Re: [PATCH 1/2] arm64, kdump: enforce to take 4G as the crashkernel low memory end

From: Baoquan He
Date: Thu Sep 08 2022 - 09:34:33 EST


On 09/06/22 at 03:05pm, Ard Biesheuvel wrote:
> On Mon, 5 Sept 2022 at 14:08, Baoquan He <bhe@xxxxxxxxxx> wrote:
> >
> > On 09/05/22 at 01:28pm, Mike Rapoport wrote:
> > > On Thu, Sep 01, 2022 at 08:25:54PM +0800, Baoquan He wrote:
> > > > On 09/01/22 at 10:24am, Mike Rapoport wrote:
> > > >
> > > > max_zone_phys() only handles cases when CONFIG_ZONE_DMA/DMA32 enabled,
> > > > the disabledCONFIG_ZONE_DMA/DMA32 case is not included. I can change
> > > > it like:
> > > >
> > > > static phys_addr_t __init crash_addr_low_max(void)
> > > > {
> > > > phys_addr_t low_mem_mask = U32_MAX;
> > > > phys_addr_t phys_start = memblock_start_of_DRAM();
> > > >
> > > > if ((!IS_ENABLED(CONFIG_ZONE_DMA) && !IS_ENABLED(CONFIG_ZONE_DMA32)) ||
> > > > (phys_start > U32_MAX))
> > > > low_mem_mask = PHYS_ADDR_MAX;
> > > >
> > > > return low_mem_mast + 1;
> > > > }
> > > >
> > > > or add the disabled CONFIG_ZONE_DMA/DMA32 case into crash_addr_low_max()
> > > > as you suggested. Which one do you like better?
> > > >
> > > > static phys_addr_t __init crash_addr_low_max(void)
> > > > {
> > > > if (!IS_ENABLED(CONFIG_ZONE_DMA) && !IS_ENABLED(CONFIG_ZONE_DMA32))
> > > > return PHYS_ADDR_MAX + 1;
> > > >
> > > > return max_zone_phys(32);
> > > > }
> > >
> > > I like the second variant better.
> >
> > Sure, will change to use the 2nd one . Thanks.
> >
>
> While I appreciate the effort that has gone into solving this problem,
> I don't think there is any consensus that an elaborate fix is required
> to ensure that the crash kernel can be unmapped from the linear map at
> all cost. In fact, I personally think we shouldn't bother, and IIRC,
> Will made a remark along the same lines back when the Huawei engineers
> were still driving this effort.
>
> So perhaps we could align on that before doing yet another version of this?

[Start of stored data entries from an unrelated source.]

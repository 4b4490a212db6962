//! Test support: a call-recording backend, seeded databases, and log setup.

mod fixtures;
mod recording;

pub use fixtures::TestDb;
pub use recording::{BackendCall, RecordingStorage};

/// Route `tracing` output through the test harness. Safe to call from every
/// test; only the first call installs a subscriber.
pub fn init_tracing() {
    let _ = tracing_subscriber::fmt()
        .with_max_level(tracing_subscriber::filter::LevelFilter::DEBUG)
        .with_test_writer()
        .try_init();
}
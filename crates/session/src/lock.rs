use std::sync::Arc;

use tracing::{trace, warn};
use unitwork_core::{FieldMap, Identity, SessionId, Version};
use unitwork_storage::{StorageBackend, StorageError};

use crate::error::{Conflict, SessionError};

/// Version-checked writes. Each call is a single attempt: a mismatch is
/// reported as [`SessionError::StaleState`] and never retried here.
pub struct OptimisticLockCoordinator {
    session_id: SessionId,
    backend: Arc<dyn StorageBackend>,
}

impl OptimisticLockCoordinator {
    pub(crate) fn new(session_id: SessionId, backend: Arc<dyn StorageBackend>) -> Self {
        Self {
            session_id,
            backend,
        }
    }

    /// Write `fields` if the row is still at `expected`; returns the new
    /// version, always `expected + 1`.
    pub fn conditional_write(
        &self,
        identity: &Identity,
        expected: Version,
        fields: &FieldMap,
    ) -> Result<Version, SessionError> {
        match self.backend.conditional_update(identity, expected, fields) {
            Ok(version) => {
                trace!(session = %self.session_id, %identity, %expected, %version, "conditional write");
                Ok(version)
            }
            Err(err) => Err(self.reject(err)),
        }
    }

    pub fn conditional_delete(&self, identity: &Identity, expected: Version) -> Result<(), SessionError> {
        match self.backend.delete(identity, expected) {
            Ok(()) => {
                trace!(session = %self.session_id, %identity, %expected, "conditional delete");
                Ok(())
            }
            Err(err) => Err(self.reject(err)),
        }
    }

    fn reject(&self, err: StorageError) -> SessionError {
        match err {
            StorageError::VersionMismatch {
                identity,
                expected,
                actual,
            } => {
                let conflict = Conflict {
                    identity,
                    expected,
                    actual,
                };
                warn!(session = %self.session_id, %conflict, "optimistic lock conflict");
                SessionError::StaleState(conflict)
            }
            other => other.into(),
        }
    }
}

Yes, certainly. That can save everybody's effort if there's different
opinion. Thanks for looking into this and the suggestion.

About Will's remark, I checked those discussing threads, guess you are
mentioning the words in link [1]. I copy them at bottom for better
reference. Pleasae correct me if I am wrong.

With my understanding, Will said so because the patch is too complex,
and there's risk that page table kernel data itself is using could share
the same block/section mapping as crashkernel region. With these
two cons, I agree with Will that we would rather take off the protection
on crashkernel region which is done by mapping or unmapping the region,
even though the protection enhances kdump's ronusness.

Crashkernel reservation needs to know the low meory end so that DMA
buffer can be addressed by the dumping target, e.g storage disk. On the
current arm64, we have facts:
1)Currently, except of Raspberry Pi 4, all arm64 systems can support
32bit DMA addressing. So, except of RPi4, the low memory end can be
decided after memblock init is done, namely at the end of
arm64_memblock_init(). We don't need to defer the crashkernel
reservation until zone_sizes_init() is done. Those cases can be checked
in patch code.
2)For RPi4, if its storage disk is 30bit DMA addressing, then we can
use crashkernel=xM@yM to specify reservation location under 1G to
work around this.

***
Based on above facts, with my patch applied:
pros:
1) Performance issue is resolved;
2) As you can see, the code with this patch applied will much
simpler, more straightforward and clearer;
3) The protection can be kept;
4) Crashkernel reservation can be easier to succeed on small memory
system, e.g virt guest system. The earlier the reservation is done,
it's more likely to get the whole chunk of meomry.
cons:
1) Only RPi4 is put in inconvenience for crashkernel reservation. It
needs to use crashkernel=xM@yM to work around.

***
Take off the protection which is done by mapping or unmapping
crashkernel region as you and Will suggested:
pros:
1) Performance issue is resolved;
2) RPi4 will have the same convenience to set crashkernel;

cons:
1) No protection is taken on crashkernel region;
2) Code logic is twisting. There are two places to separately reserve
crashkernel, one is at the end of arm64_memblock_init(), one is at
the end of bootmem_init().
3) Except of both CONFIG_ZONE_DMA|DMA32 disabled case, crashkernel
reservation is deferred. On small memory system, e.g virt guest system,
it increases risk that the resrevation could fail very possibly caused
by memory fragmentation.

Besides, comparing the above two solutions, I also want to say kdump
is developed for enterprise level of system. We need combine with
reality when considering reasonable solution. E.g on x86_64, it has DMA
zone of 16M and DMA32 zone from 16M to 4G always in normal kernel. For
kdump, we ignore DMA zone directly because it's for ISA style devices.
Kdump doesn't support ISA style device with only 24bit DMA addressing
capability at the beginning, because it doesn't make sense, we never
hear that an enterprise level of x86_64 system needs to arm with kdump.

Hi Ard, Will, Catalin and other reviewers,

Above is my understaning and thinking about the encountered issue,
plesae help check and point out what's missing or incorrect.

Hi Nicolas,

If it's convenient to you, please help make clear if the storage disk or
network card can only address 32bit DMA buffer on RPi4. Really
appreciate that.

***
[1]Will's remark on Huawei's patch
https://lore.kernel.org/all/20220718131005.GA12406@willie-the-truck/T/#u

====quote Will's remark here
I do not think that this complexity is justified. As I have stated on
numerous occasions already, I would prefer that we leave the crashkernel
mapped when rodata is not "full". That fixes your performance issue and
matches what we do for module code, so I do not see a security argument
against it.

I do not plan to merge this patch as-is.
===